> [Source data]:
###

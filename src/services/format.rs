use crate::dispatch::ActionResult;

/// Local text cleanup, no network involved: trims each line, drops blank
/// lines and collapses runs of spaces.
pub fn format_text(text: &str) -> ActionResult {
    let mut result = text
        .lines()
        .map(str::trim)
        .filter(|line| !line.is_empty())
        .collect::<Vec<_>>()
        .join("\n");

    while result.contains("  ") {
        result = result.replace("  ", " ");
    }

    ActionResult {
        text: result,
        kind: "local_format".to_string(),
    }
}

#[cfg(test)]
mod tests {
    use super::*;

    #[test]
    fn collapses_blank_lines_and_spaces() {
        let input = "  first   line  \n\n\n   second line\n   \n third";
        let result = format_text(input);
        assert_eq!(result.text, "first line\nsecond line\nthird");
        assert_eq!(result.kind, "local_format");
    }

    #[test]
    fn single_line_is_trimmed() {
        assert_eq!(format_text("   hello    world   ").text, "hello world");
    }
}
// Prevents additional console window on Windows in release, DO NOT REMOVE!!
#![cfg_attr(not(debug_assertions), windows_subsystem = "windows")]

fn main() {
    // Refuse to start a second copy; the tray icon is the only UI anyway.
    let instance = single_instance::SingleInstance::new("textspot-instance")
        .expect("failed to create single-instance lock");
    if !instance.is_single() {
        return;
    }

    textspot_lib::run()
}
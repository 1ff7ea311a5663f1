use tauri::State;

use crate::AppState;

#[tauri::command]
pub async fn overlay_select(state: State<'_, AppState>, index: usize) -> Result<(), String> {
    state.overlay.select(index).await;
    Ok(())
}

#[tauri::command]
pub async fn overlay_digit(state: State<'_, AppState>, digit: u8) -> Result<(), String> {
    state.overlay.digit(digit).await;
    Ok(())
}

#[tauri::command]
pub async fn overlay_move(state: State<'_, AppState>, delta: i64) -> Result<(), String> {
    state.overlay.move_selection(delta).await;
    Ok(())
}

#[tauri::command]
pub async fn overlay_activate(state: State<'_, AppState>) -> Result<(), String> {
    state.overlay.activate().await;
    Ok(())
}

#[tauri::command]
pub async fn overlay_copy(state: State<'_, AppState>) -> Result<(), String> {
    state.overlay.copy_result().await.map_err(|e| e.to_string())
}

#[tauri::command]
pub async fn overlay_dismiss(state: State<'_, AppState>) -> Result<(), String> {
    state.overlay.dismiss().await;
    Ok(())
}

###

> [Task requirements]: All lines holding the word "async" must be found in the listing and copied.

> [Answer for the task]:
pub async fn overlay_select(state: State<'_, AppState>, index: usize) -> Result<(), String> {
pub async fn overlay_digit(state: State<'_, AppState>, digit: u8) -> Result<(), String> {
pub async fn overlay_move(state: State<'_, AppState>, delta: i64) -> Result<(), String> {
pub async fn overlay_activate(state: State<'_, AppState>) -> Result<(), String> {
pub async fn overlay_copy(state: State<'_, AppState>) -> Result<(), String> {
pub async fn overlay_dismiss(state: State<'_, AppState>) -> Result<(), String> {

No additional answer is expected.